**EXTRACTED RECORDS**
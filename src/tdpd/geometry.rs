//! Satellite geometry for a TDPD epoch pair.
//!
//! Open question (spec.md §9, preserved deliberately): both the current and
//! previous satellite positions are evaluated at the *previous* epoch's
//! ephemeris time. This holds ephemeris constant across the differenced
//! pair but introduces a geometry bias of order `||s_dot|| * dt`. Do not
//! "fix" this without a controlling flag -- see the module's callers.

use hifitime::Epoch;
use nalgebra::Vector3;

use super::SatelliteId;

/// Supplies satellite positions and per-satellite carrier wavelengths.
///
/// The SNR/elevation mask and pseudorange/phase/cycle-slip bookkeeping are
/// carried on [`super::Observation`] directly; this trait covers only the
/// ephemeris-dependent lookups a real navigation message provides.
pub trait NavigationModel {
    /// Satellite position in the same frame as the receiver's approximate
    /// position, evaluated at `time`. `None` when the ephemeris has no
    /// usable entry for `sat_id` at `time`.
    fn satellite_position(&self, sat_id: SatelliteId, time: Epoch) -> Option<Vector3<f64>>;

    /// Carrier wavelength (metres) for `sat_id`'s first frequency.
    fn wavelength(&self, sat_id: SatelliteId) -> f64;
}

/// Line-of-sight geometry for one satellite, both epochs evaluated at the
/// previous epoch's ephemeris time.
#[derive(Debug, Clone, Copy)]
pub struct SatelliteGeometry {
    pub sat_pos: Vector3<f64>,
    pub sat_pos_prev: Vector3<f64>,
    pub los: Vector3<f64>,
    pub los_prev: Vector3<f64>,
}

/// Computes the geometry for `sat_id`, or `None` if either satellite
/// position is unavailable or degenerate (coincident with `approx_position`).
pub fn compute_geometry(
    nav: &impl NavigationModel,
    sat_id: SatelliteId,
    time_prev: Epoch,
    approx_position: Vector3<f64>,
) -> Option<SatelliteGeometry> {
    let sat_pos = nav.satellite_position(sat_id, time_prev)?;
    let sat_pos_prev = nav.satellite_position(sat_id, time_prev)?;

    let to_sat = sat_pos - approx_position;
    let to_sat_prev = sat_pos_prev - approx_position;
    if to_sat.norm() <= 0.0 || to_sat_prev.norm() <= 0.0 {
        return None;
    }

    Some(SatelliteGeometry {
        sat_pos,
        sat_pos_prev,
        los: to_sat.normalize(),
        los_prev: to_sat_prev.normalize(),
    })
}

#[cfg(test)]
mod tests {
    use super::*;
    use hifitime::Epoch;
    use std::collections::BTreeMap;

    struct FixedNav {
        positions: BTreeMap<u16, Vector3<f64>>,
    }

    impl NavigationModel for FixedNav {
        fn satellite_position(&self, sat_id: SatelliteId, _time: Epoch) -> Option<Vector3<f64>> {
            self.positions.get(&sat_id.0).copied()
        }

        fn wavelength(&self, _sat_id: SatelliteId) -> f64 {
            0.1903
        }
    }

    #[test]
    fn rejects_degenerate_line_of_sight() {
        let mut positions = BTreeMap::new();
        positions.insert(1, Vector3::new(0.0, 0.0, 0.0));
        let nav = FixedNav { positions };
        let t = Epoch::from_gpst_seconds(0.0);
        let geom = compute_geometry(&nav, SatelliteId(1), t, Vector3::new(0.0, 0.0, 0.0));
        assert!(geom.is_none());
    }

    #[test]
    fn normalizes_line_of_sight_vectors() {
        let mut positions = BTreeMap::new();
        positions.insert(1, Vector3::new(1.0e7, 0.0, 0.0));
        let nav = FixedNav { positions };
        let t = Epoch::from_gpst_seconds(0.0);
        let geom = compute_geometry(&nav, SatelliteId(1), t, Vector3::new(0.0, 0.0, 0.0)).unwrap();
        assert!((geom.los.norm() - 1.0).abs() < 1e-12);
        assert!((geom.los_prev.norm() - 1.0).abs() < 1e-12);
    }
}
//! A process-wide random stream, kept only for call sites that want the
//! original C source's default-stream behaviour (spec §9, "process-wide
//! randomness"). Prefer injecting a `rand::Rng` directly; use
//! [`with_global_rng`] only at the edges, e.g. a CLI or FFI entry point
//! that has no natural place to carry a generator.

use std::cell::RefCell;

use rand_pcg::Pcg64Mcg;

thread_local! {
    static GLOBAL_RNG: RefCell<Pcg64Mcg> = RefCell::new(Pcg64Mcg::new(0xcafe_f00d_dead_beef));
}

/// Re-seeds the thread-local generator deterministically, for tests that
/// need reproducible trimming/sampling without threading an `&mut Rng`.
pub fn seed_global_rng(seed: u64) {
    GLOBAL_RNG.with(|rng| *rng.borrow_mut() = Pcg64Mcg::new(seed as u128));
}

/// Runs `f` with mutable access to the thread-local generator.
pub fn with_global_rng<R>(f: impl FnOnce(&mut Pcg64Mcg) -> R) -> R {
    GLOBAL_RNG.with(|rng| f(&mut rng.borrow_mut()))
}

**WHAT YOU NEED TO DO**
A single number is the whole answer here: how many lines of the material include "FixedNav" as a word or string?

**OUTPUT OF THE EXERCISE**
4